Od zawsze miałam jakiś tam zamysł tego, jaki będzie mój pokój dzienny. Nie każdemu moja wizja się podobała i wiele osób mówiło, że taki salon będzie wyglądać źle, że to nie ich klimat lub, że taka aranżacja jest zbyt katalogowa, a oni wolą czuć ciepłe rodzinne ognisko. A teraz? Teraz gdy prawie dopięłam swego śmieje się z tych osób, bo mimo, że mieli całkiem inny gust i preferencje – inspirują się moimi pomysłami do tego stopnia, że niedługo ich mieszkania będą wyglądały tak samo, jak moje. Uwierzcie, naprawdę widać różnicę między inspiracją, a kopią. I to czy we wnętrze została włożona dusza też widać.

 

JAK OŻYWIĆ CZARNO-BIAŁY NOWOCZESNY POKÓJ DZIENNY?
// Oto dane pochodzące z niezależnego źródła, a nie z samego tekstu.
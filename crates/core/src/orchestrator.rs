use std::sync::atomic::{AtomicBool, Ordering};

use tokio::sync::watch;
use uuid::Uuid;

use crate::{
    decoder::Decoder,
    encoder::encode_media,
    error::{PipelineError, SubmitError},
    gateway::ModelGateway,
    request::build_request,
    run::{LogEntry, PipelineRun, Severity, Stage, StageFailure},
    types::{AnalysisRequest, AnalysisResult},
};

pub const MSG_INITIALIZING: &str = "Initializing pipeline.";
pub const MSG_ENCODING: &str = "Encoding video input.";
pub const MSG_BUILDING: &str = "Building analysis request.";
pub const MSG_INVOKING: &str = "Invoking analysis model.";
pub const MSG_DECODING: &str = "Decoding analysis response.";
pub const MSG_SUCCEEDED: &str = "Analysis completed successfully.";
pub const MSG_FAILED: &str = "Critical error during analysis.";

#[derive(Debug, Clone, PartialEq)]
pub enum RunOutcome {
    Succeeded(AnalysisResult),
    Failed(StageFailure),
}

impl RunOutcome {
    pub fn result(&self) -> Option<&AnalysisResult> {
        match self {
            RunOutcome::Succeeded(result) => Some(result),
            RunOutcome::Failed(_) => None,
        }
    }
}

struct StageError {
    stage: Stage,
    error: PipelineError,
}

impl StageError {
    fn at(stage: Stage) -> impl FnOnce(PipelineError) -> Self {
        move |error| Self { stage, error }
    }
}

/// Releases the single-flight flag however the run ends.
struct BusyGuard<'a>(&'a AtomicBool);

impl<'a> BusyGuard<'a> {
    fn acquire(flag: &'a AtomicBool) -> Option<Self> {
        flag.compare_exchange(false, true, Ordering::AcqRel, Ordering::Acquire)
            .ok()
            .map(|_| Self(flag))
    }

    fn release(self) {
        self.0.store(false, Ordering::Release);
        std::mem::forget(self);
    }
}

impl Drop for BusyGuard<'_> {
    fn drop(&mut self) {
        self.0.store(false, Ordering::Release);
    }
}

/// Drives encode → build → invoke → decode, one run at a time.
pub struct Orchestrator<G> {
    gateway: G,
    decoder: Decoder,
    busy: AtomicBool,
    state: watch::Sender<PipelineRun>,
}

impl<G: ModelGateway> Orchestrator<G> {
    pub fn new(gateway: G) -> Self {
        let (state, _) = watch::channel(PipelineRun::idle());
        Self {
            gateway,
            decoder: Decoder::default(),
            busy: AtomicBool::new(false),
            state,
        }
    }

    pub fn with_decoder(mut self, decoder: Decoder) -> Self {
        self.decoder = decoder;
        self
    }

    pub fn gateway(&self) -> &G {
        &self.gateway
    }

    /// Receiver that always holds the latest published run state.
    pub fn subscribe(&self) -> watch::Receiver<PipelineRun> {
        self.state.subscribe()
    }

    pub fn snapshot(&self) -> PipelineRun {
        self.state.borrow().clone()
    }

    pub fn is_busy(&self) -> bool {
        self.busy.load(Ordering::Acquire)
    }

    /// Run the pipeline for one submission.
    ///
    /// Empty submissions and submissions made while another run is in flight
    /// are rejected without touching the published state. Stage failures are
    /// not errors here: they end the run as [`RunOutcome::Failed`].
    pub async fn submit(&self, request: AnalysisRequest) -> Result<RunOutcome, SubmitError> {
        if request.is_empty() {
            return Err(SubmitError::EmptySubmission);
        }
        let guard = BusyGuard::acquire(&self.busy).ok_or(SubmitError::Busy)?;

        let run_id = Uuid::new_v4();
        let mut run = PipelineRun::start(run_id);
        run.record(LogEntry::new(MSG_INITIALIZING, Severity::Info));
        self.state.send_replace(run);
        tracing::info!(target: "infovar::pipeline", %run_id, media = request.media.is_some(), "run started");

        let outcome = match self.execute(request).await {
            Ok(result) => {
                let mut entries = Vec::with_capacity(2);
                if !result.risk_is_consistent() {
                    tracing::warn!(
                        target: "infovar::pipeline",
                        %run_id,
                        score = result.harmfulness_score,
                        risk = %result.risk_level,
                        "risk level disagrees with score"
                    );
                    entries.push(LogEntry::new(
                        format!(
                            "Reported risk level {} does not match harmfulness score {}.",
                            result.risk_level, result.harmfulness_score
                        ),
                        Severity::Warning,
                    ));
                }
                entries.push(LogEntry::new(MSG_SUCCEEDED, Severity::Success));

                let published = result.clone();
                self.finish(guard, entries, |run| run.succeed(published));
                tracing::info!(target: "infovar::pipeline", %run_id, "run succeeded");
                RunOutcome::Succeeded(result)
            }
            Err(StageError { stage, error }) => {
                tracing::error!(target: "infovar::pipeline", %run_id, %stage, kind = %error.kind(), error = %error, "run failed");
                let failure = StageFailure::new(stage, &error);
                let published = failure.clone();
                self.finish(
                    guard,
                    vec![LogEntry::new(MSG_FAILED, Severity::Error)],
                    |run| run.fail(published),
                );
                RunOutcome::Failed(failure)
            }
        };

        Ok(outcome)
    }

    async fn execute(&self, request: AnalysisRequest) -> Result<AnalysisResult, StageError> {
        let AnalysisRequest { raw_text, media } = request;

        let encoded = match media {
            Some(blob) => {
                self.record(MSG_ENCODING, Severity::Info);
                let encoded = encode_media(&blob)
                    .await
                    .map_err(PipelineError::from)
                    .map_err(StageError::at(Stage::Encode))?;
                tracing::debug!(target: "infovar::pipeline", media = %blob.name(), encoded_len = encoded.payload.len(), "media encoded");
                Some(encoded)
            }
            None => None,
        };

        self.record(MSG_BUILDING, Severity::Info);
        let payload = build_request(&raw_text, encoded);

        self.record(MSG_INVOKING, Severity::Info);
        let raw = self
            .gateway
            .invoke(&payload)
            .await
            .map_err(PipelineError::from)
            .map_err(StageError::at(Stage::InvokeModel))?;
        drop(payload);

        self.record(MSG_DECODING, Severity::Info);
        self.decoder
            .decode(&raw)
            .map_err(PipelineError::from)
            .map_err(StageError::at(Stage::DecodeResult))
    }

    /// Publish the closing entries, the terminal phase and the freed busy flag
    /// as one update, so an observer that sees the end can resubmit at once.
    fn finish(
        &self,
        guard: BusyGuard<'_>,
        entries: Vec<LogEntry>,
        settle: impl FnOnce(&mut PipelineRun),
    ) {
        self.state.send_modify(move |run| {
            for entry in entries {
                run.record(entry);
            }
            settle(run);
            guard.release();
        });
    }

    fn record(&self, message: impl Into<String>, severity: Severity) {
        let entry = LogEntry::new(message, severity);
        self.state.send_modify(|run| {
            run.record(entry);
        });
    }
}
Zielenią! Lub innym akcentem kolorystycznym, który lubisz, czujesz i chciałbyś wpleść pomiędzy własną gamę szarości. Ja postawiłam na kolor zielony, ponieważ kojarzy mi się ze świeżością i wprowadza do mieszkania wiosnę nawet w momencie, gdy za oknem pada deszcz.  Ponadto barwa ta kojarzy się z naturą, idealnie wycisza i pozwala się zrelaksować. Pamiętajcie,że pokój dzienny to pomieszczenie, w którym z reguły przebywamy najwięcej i naprawdę warto szczególnie zadbać o jego wystrój, a zielony jest kolorem bardzo uniwersalnym i pasuje do większości aranżacji.

 

Zmiany kolorystyczne w moim salonie zaczęłam wprowadzać wraz z nadejściem wiosny. To ona utwierdziła mnie w przekonaniu, że zielony akcent będzie strzałem w dziesiątkę i pobudziła we mnie instynkt poszukiwacza zielonych dodatków. Pierwsze na co trafiłam to genialne poszewki z botanicznym wzorem, które mieć po prostu musiałam. Idealnie pasowałyby do nich również botaniczne plakaty, o których intensywnie myślę. Uwielbiam fotografię i dużych rozmiarów zdjęcia oraz grafiki. Myślę, że wyrażam nimi po części siebie tak więc jest to must have mojego salonu. Nie mogło zabraknąć również zielonych roślin(również sztucznych) i świeżych ciętych kwiatów, które wprowadzają tu pewną harmonie i duszę, ale również powodują, że mam w salonie wieczną wiosnę.

 

Można szaleć również z kolorową ceramiką, dywanami, kocami i innymi tekstyliami. Powoli myślę, jakie zielone cuda pójdą na kolejny ogień, ale wstępnie planuję jakiś miły rzuconym na narożnik niechlujnie kocyk. Bardzo fajne materiały znalazłam na tekstyliand.plmiędzy innymi właśnie botaniczny wzór moich poszewek. I choć podobnych poszewek w internecie jest mnóstwo – takich nie znajdziecie. Firma stawia na unikatowe wzory, które w dużej mierze projektowane są przez nich samych. Jakość druku jest na bardzo wysokim poziomie, a materiał choć poliestrowy – jest przemiły w dotyku i przypomina skórkę brzoskwini. Ponieważ obserwuje mnie wiele osób spoza granic Polski muszę wspomnieć że,  jest to jeden z nielicznych internetowych sklepów, który wysyła swoje produkty na terenie całej Unii Europejskiej i nie tylko.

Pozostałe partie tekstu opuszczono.